------ Raw data

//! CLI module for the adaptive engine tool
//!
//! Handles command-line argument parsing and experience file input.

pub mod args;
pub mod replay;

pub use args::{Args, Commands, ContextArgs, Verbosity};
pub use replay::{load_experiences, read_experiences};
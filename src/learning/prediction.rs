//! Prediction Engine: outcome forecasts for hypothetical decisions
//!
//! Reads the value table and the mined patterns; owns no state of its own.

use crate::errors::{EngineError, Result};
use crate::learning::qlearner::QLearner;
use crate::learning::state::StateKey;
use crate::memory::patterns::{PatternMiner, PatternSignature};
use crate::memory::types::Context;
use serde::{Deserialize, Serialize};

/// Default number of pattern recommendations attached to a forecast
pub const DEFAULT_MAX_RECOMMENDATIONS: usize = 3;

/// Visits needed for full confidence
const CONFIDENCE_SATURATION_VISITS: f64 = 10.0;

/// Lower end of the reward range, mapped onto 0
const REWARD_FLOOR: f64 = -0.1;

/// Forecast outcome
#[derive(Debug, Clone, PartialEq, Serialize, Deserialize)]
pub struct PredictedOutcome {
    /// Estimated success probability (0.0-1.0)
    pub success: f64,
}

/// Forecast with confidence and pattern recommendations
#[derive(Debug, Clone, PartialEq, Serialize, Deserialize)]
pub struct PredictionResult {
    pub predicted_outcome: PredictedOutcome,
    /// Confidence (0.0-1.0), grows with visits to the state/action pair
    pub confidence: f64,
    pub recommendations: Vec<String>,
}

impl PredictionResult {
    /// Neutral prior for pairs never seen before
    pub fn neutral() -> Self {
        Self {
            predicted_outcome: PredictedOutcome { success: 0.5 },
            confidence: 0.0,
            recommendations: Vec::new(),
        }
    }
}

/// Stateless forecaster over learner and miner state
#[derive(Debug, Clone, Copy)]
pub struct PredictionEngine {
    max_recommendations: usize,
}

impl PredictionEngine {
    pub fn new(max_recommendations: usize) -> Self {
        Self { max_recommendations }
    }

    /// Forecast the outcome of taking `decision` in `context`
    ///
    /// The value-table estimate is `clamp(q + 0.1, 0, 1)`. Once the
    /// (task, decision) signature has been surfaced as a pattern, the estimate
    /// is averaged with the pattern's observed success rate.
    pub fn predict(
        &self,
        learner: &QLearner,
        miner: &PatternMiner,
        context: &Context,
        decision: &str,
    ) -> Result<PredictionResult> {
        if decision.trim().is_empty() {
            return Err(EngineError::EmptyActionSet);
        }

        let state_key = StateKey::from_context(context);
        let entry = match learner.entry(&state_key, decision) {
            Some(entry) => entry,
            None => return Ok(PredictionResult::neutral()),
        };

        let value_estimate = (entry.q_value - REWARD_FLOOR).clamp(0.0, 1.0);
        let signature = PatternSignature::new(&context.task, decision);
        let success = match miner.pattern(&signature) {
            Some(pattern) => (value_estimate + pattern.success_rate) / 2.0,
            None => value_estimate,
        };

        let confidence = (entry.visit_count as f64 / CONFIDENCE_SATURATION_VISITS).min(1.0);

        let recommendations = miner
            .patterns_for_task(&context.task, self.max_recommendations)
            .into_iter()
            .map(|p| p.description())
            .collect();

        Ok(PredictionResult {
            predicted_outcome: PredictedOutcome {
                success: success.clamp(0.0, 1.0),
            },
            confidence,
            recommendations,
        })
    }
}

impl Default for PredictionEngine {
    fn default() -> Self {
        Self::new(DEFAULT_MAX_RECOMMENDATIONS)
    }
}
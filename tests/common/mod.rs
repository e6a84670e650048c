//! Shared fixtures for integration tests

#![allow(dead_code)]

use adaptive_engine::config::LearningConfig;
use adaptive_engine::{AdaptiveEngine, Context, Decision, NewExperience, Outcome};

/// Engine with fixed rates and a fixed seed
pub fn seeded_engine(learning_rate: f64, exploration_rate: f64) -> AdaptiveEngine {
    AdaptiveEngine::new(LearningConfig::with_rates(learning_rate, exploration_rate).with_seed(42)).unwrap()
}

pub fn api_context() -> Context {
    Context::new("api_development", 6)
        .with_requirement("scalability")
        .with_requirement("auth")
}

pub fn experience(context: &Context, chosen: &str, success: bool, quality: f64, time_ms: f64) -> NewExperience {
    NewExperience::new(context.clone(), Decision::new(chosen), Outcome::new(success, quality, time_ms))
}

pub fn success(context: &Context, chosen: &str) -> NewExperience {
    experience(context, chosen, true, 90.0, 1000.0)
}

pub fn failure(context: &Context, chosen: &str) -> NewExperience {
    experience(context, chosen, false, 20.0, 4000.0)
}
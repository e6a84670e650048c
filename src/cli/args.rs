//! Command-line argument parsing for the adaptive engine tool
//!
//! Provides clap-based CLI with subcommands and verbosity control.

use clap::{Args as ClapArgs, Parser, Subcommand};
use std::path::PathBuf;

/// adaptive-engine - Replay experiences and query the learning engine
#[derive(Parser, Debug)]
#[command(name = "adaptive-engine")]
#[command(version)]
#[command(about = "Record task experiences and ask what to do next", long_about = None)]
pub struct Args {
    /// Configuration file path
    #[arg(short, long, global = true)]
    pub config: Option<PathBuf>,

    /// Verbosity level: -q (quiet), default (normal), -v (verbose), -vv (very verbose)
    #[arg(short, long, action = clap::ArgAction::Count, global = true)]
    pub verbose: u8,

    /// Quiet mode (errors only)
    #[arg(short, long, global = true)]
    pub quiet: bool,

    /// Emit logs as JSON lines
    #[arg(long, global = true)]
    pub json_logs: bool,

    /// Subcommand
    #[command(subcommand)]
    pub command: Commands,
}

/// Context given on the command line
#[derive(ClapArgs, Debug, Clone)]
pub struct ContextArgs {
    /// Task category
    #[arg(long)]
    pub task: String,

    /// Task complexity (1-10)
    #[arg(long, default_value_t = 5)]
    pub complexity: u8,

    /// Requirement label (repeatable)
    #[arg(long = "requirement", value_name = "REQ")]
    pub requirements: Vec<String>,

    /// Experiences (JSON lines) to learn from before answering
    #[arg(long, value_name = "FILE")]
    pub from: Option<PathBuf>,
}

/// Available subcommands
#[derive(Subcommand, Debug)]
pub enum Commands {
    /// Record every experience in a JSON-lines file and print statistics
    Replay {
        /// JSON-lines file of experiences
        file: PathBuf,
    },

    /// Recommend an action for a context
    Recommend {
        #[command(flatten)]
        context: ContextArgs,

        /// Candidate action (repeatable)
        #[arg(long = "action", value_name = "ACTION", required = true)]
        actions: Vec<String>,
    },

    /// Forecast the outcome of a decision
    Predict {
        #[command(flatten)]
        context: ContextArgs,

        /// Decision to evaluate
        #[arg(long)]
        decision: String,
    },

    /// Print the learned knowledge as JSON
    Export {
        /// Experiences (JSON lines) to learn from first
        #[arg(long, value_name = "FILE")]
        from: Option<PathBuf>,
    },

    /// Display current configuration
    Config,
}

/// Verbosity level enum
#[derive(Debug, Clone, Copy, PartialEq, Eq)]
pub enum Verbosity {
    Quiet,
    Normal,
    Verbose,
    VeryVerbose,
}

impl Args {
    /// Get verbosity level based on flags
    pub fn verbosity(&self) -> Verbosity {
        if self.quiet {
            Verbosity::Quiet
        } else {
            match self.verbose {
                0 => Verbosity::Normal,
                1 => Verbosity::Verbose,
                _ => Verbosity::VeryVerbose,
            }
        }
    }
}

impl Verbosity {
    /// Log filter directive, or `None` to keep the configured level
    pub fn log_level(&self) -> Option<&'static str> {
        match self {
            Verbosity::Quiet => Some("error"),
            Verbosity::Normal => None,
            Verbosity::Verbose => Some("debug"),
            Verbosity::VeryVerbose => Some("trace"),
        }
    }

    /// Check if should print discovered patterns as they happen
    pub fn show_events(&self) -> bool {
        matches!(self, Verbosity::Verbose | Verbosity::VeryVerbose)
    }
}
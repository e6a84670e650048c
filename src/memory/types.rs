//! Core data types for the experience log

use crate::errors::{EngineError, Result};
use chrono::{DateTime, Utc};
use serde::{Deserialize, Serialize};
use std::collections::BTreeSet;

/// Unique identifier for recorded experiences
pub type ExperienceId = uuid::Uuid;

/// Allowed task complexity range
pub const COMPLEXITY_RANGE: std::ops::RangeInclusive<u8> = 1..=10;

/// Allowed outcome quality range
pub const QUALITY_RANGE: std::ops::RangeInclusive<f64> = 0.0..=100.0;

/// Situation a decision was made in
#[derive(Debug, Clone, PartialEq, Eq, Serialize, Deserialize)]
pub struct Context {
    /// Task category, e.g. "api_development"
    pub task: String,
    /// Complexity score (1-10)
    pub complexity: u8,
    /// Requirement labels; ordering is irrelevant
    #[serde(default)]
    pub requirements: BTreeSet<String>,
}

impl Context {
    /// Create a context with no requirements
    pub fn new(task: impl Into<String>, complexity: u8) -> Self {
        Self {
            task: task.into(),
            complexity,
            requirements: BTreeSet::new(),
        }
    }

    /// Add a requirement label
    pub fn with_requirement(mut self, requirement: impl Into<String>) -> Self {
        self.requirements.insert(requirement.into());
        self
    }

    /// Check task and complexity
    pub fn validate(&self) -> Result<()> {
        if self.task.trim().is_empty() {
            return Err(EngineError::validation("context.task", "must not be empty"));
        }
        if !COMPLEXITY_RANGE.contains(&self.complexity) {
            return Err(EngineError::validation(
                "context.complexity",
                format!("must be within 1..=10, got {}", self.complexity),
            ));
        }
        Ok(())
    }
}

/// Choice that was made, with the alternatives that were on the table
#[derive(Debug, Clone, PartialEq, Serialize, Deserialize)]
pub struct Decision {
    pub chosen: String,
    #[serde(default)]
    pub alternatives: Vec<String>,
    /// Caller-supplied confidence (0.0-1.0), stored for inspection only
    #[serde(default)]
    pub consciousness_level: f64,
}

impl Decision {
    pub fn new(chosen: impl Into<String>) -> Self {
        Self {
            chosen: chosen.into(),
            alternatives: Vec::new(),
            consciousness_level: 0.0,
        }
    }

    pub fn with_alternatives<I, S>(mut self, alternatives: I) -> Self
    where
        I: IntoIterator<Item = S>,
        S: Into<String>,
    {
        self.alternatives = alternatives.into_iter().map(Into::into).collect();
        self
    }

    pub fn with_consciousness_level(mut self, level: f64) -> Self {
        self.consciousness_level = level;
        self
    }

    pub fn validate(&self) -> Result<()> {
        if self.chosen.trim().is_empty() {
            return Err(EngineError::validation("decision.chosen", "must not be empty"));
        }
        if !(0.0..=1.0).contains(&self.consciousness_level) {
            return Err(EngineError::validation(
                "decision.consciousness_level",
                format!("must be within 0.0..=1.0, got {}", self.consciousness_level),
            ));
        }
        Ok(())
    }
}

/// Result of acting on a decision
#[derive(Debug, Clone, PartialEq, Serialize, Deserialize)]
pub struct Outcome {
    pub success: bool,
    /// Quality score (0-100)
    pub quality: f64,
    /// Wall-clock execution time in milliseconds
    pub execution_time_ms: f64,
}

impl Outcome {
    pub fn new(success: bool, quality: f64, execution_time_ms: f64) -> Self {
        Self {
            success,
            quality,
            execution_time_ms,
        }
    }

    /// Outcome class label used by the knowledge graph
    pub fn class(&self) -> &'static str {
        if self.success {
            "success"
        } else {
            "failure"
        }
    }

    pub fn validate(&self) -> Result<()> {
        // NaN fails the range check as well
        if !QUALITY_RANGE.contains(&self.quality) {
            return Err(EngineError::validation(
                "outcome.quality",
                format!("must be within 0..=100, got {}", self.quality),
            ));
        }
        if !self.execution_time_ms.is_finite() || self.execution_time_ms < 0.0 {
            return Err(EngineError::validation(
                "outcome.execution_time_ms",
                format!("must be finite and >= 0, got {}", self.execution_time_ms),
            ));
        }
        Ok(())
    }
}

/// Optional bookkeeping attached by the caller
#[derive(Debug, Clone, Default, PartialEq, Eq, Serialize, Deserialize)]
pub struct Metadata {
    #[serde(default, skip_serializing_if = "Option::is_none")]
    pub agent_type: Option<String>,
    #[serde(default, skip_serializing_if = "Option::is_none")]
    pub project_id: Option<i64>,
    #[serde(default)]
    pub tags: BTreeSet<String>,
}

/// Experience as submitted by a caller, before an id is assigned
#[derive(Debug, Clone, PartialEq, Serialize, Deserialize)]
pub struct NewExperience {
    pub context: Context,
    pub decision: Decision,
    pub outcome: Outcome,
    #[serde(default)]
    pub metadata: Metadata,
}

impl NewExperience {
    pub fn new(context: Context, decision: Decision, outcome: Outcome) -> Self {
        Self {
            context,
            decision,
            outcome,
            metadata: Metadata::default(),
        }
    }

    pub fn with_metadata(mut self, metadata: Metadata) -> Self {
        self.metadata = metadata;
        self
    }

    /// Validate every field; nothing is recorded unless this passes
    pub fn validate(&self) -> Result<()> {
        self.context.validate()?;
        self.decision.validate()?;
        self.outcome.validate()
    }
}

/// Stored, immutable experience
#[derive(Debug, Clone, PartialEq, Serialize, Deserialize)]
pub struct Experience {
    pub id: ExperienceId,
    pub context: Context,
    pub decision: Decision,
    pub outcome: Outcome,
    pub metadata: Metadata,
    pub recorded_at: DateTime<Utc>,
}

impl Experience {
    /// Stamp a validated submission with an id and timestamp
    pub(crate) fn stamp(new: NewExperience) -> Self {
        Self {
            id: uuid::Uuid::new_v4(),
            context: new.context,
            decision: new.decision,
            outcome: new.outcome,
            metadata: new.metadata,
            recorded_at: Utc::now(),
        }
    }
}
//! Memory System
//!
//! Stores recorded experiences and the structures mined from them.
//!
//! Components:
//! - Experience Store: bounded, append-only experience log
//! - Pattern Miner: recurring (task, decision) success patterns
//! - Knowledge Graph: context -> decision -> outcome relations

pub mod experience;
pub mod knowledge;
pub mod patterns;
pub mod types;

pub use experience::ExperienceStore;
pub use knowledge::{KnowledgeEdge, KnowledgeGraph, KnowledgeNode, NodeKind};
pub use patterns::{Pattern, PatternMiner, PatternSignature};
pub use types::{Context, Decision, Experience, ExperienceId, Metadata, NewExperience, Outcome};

------------

## Required action
Look through the entries and return every line where "subcommands" appears.

## Answer for this exercise
//! Provides clap-based CLI with subcommands and verbosity control.
/// Available subcommands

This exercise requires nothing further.